特養待機者が存在するにも関わらず、空きがあるという矛盾


今日の日経新聞に、以下の記事がありました。

足りない特養、実際には空き 首都圏で6000人分

(日経新聞より)

特別養護老人ホームは、行政の補助により整備する施設で、民間の施設よりも安価で入居できるところが多くなっています。

記事によると、首都圏(東京、神奈川、千葉、埼玉)の特別養護老人ホームの稼働状況を調査したところ、6千床の空きがあることが分かったそうです。この空きの数は、特別養護老人ホームへの入居待ちをしている「特養待機者」6万5500人の9%強の数字とのことです。

待機者が存在するにも関わらず、空きがあるという矛盾が発生しているのです。

なぜこの矛盾が発生するのか。

理由は、以下のようになっていると記事では指摘しています。
1.介護人材の不足による受け入れ抑止
2.民間の介護施設との競合により民間へ入居者が流れる
3.行政側のニーズの読み誤り

まず、「1.介護人材の不足による受け入れ抑止」ですが、特別養護老人ホームの職員を募集しても十分な人数が集まらないことから、施設側で入居者を抑制しているという実情があります。

「2.民間の介護施設との競合により民間へ入居者が流れる」については、特別養護老人ホームを整備しようとしても、サービスが充実している民間の老人ホームに利用者が流れてしまう傾向にあるそうです。

「3.行政側のニーズの読み誤り」について、これまで特別養護老人ホームは公共性が高いため、低所得者を優先するという特徴があったのですが、近年は国が個室と共有スペースを組み合わせた「ユニット型」の施設を推奨していることから料金が高くなり、民間並みの料金を取る施設も増えてきているそうです。

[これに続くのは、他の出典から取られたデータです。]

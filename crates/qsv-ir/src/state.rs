//! Caller-supplied initial states.

use num_complex::Complex64;
use serde::{Deserialize, Serialize};

use crate::error::{IrError, IrResult};
use crate::qubit::QubitId;

/// A normalized amplitude vector addressed to a subset of qubits.
///
/// The remaining qubits of the register start in |0⟩. Amplitude `k` belongs
/// to the basis state whose bit `j` is the value of `qubits[j]`.
///
/// Deserialized states go through the same validation as
/// [`InitialState::new`], so an `InitialState` is always normalized.
#[derive(Debug, Clone, PartialEq, Serialize, Deserialize)]
#[serde(try_from = "RawInitialState")]
pub struct InitialState {
    amplitudes: Vec<Complex64>,
    qubits: Vec<QubitId>,
}

#[derive(Deserialize)]
struct RawInitialState {
    amplitudes: Vec<Complex64>,
    qubits: Vec<QubitId>,
}

impl TryFrom<RawInitialState> for InitialState {
    type Error = IrError;

    fn try_from(raw: RawInitialState) -> IrResult<Self> {
        Self::new(raw.amplitudes, raw.qubits)
    }
}

impl InitialState {
    /// Validate and normalize an initial state.
    ///
    /// Fails if the qubit subset is empty or repeats a qubit, if the vector
    /// length is not `2^|qubits|`, if any amplitude is non-finite, or if the
    /// vector has zero norm.
    pub fn new(
        amplitudes: impl IntoIterator<Item = Complex64>,
        qubits: impl IntoIterator<Item = QubitId>,
    ) -> IrResult<Self> {
        let amplitudes: Vec<Complex64> = amplitudes.into_iter().collect();
        let qubits: Vec<QubitId> = qubits.into_iter().collect();
        Self::check(&amplitudes, &qubits)?;

        // Divide by the largest component first so Σ|a|² neither overflows
        // nor drops into the subnormal range.
        let scale = amplitudes
            .iter()
            .map(|a| a.re.abs().max(a.im.abs()))
            .fold(0.0, f64::max);
        if scale == 0.0 {
            return Err(zero_norm());
        }
        let scaled: Vec<Complex64> = amplitudes.iter().map(|&a| a / scale).collect();
        let norm = scaled.iter().map(Complex64::norm_sqr).sum::<f64>().sqrt();
        if !norm.is_finite() || norm == 0.0 {
            return Err(zero_norm());
        }
        let amplitudes = scaled.into_iter().map(|a| a / norm).collect();
        Ok(Self { amplitudes, qubits })
    }

    /// Real-valued convenience constructor, e.g. `from_real([0.3, 0.6], [QubitId(0)])`.
    pub fn from_real(
        amplitudes: impl IntoIterator<Item = f64>,
        qubits: impl IntoIterator<Item = QubitId>,
    ) -> IrResult<Self> {
        Self::new(
            amplitudes.into_iter().map(|re| Complex64::new(re, 0.0)),
            qubits,
        )
    }

    fn check(amplitudes: &[Complex64], qubits: &[QubitId]) -> IrResult<()> {
        if qubits.is_empty() {
            return Err(IrError::InvalidState {
                reason: "qubit subset is empty".into(),
            });
        }
        for (i, q) in qubits.iter().enumerate() {
            if qubits[..i].contains(q) {
                return Err(IrError::DuplicateQubit {
                    qubit: *q,
                    gate_name: Some("initialize".into()),
                });
            }
        }
        let expected = u32::try_from(qubits.len())
            .ok()
            .and_then(|n| 1usize.checked_shl(n))
            .unwrap_or(0);
        if amplitudes.len() != expected {
            return Err(IrError::InvalidState {
                reason: format!(
                    "{} amplitudes supplied for {} qubits (expected {})",
                    amplitudes.len(),
                    qubits.len(),
                    expected
                ),
            });
        }
        if amplitudes.iter().any(|a| !a.is_finite()) {
            return Err(IrError::InvalidState {
                reason: "amplitudes must be finite".into(),
            });
        }
        Ok(())
    }

    /// The normalized amplitudes.
    pub fn amplitudes(&self) -> &[Complex64] {
        &self.amplitudes
    }

    /// The qubit subset, in amplitude bit order.
    pub fn qubits(&self) -> &[QubitId] {
        &self.qubits
    }
}

fn zero_norm() -> IrError {
    IrError::InvalidState {
        reason: "state vector has zero norm".into(),
    }
}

こうした現時点で空きのある特別養護老人ホームですが、入居待機者が存在することを理由に、首都圏の行政側は特別養護老人ホームの増加を続けるという方向に向かっています。

待機者が存在するにも関わらず、施設に空きが存在するという矛盾に目を向けて、矛盾の解消に取り組まなければ増床しても矛盾が広がるばかりでしょう。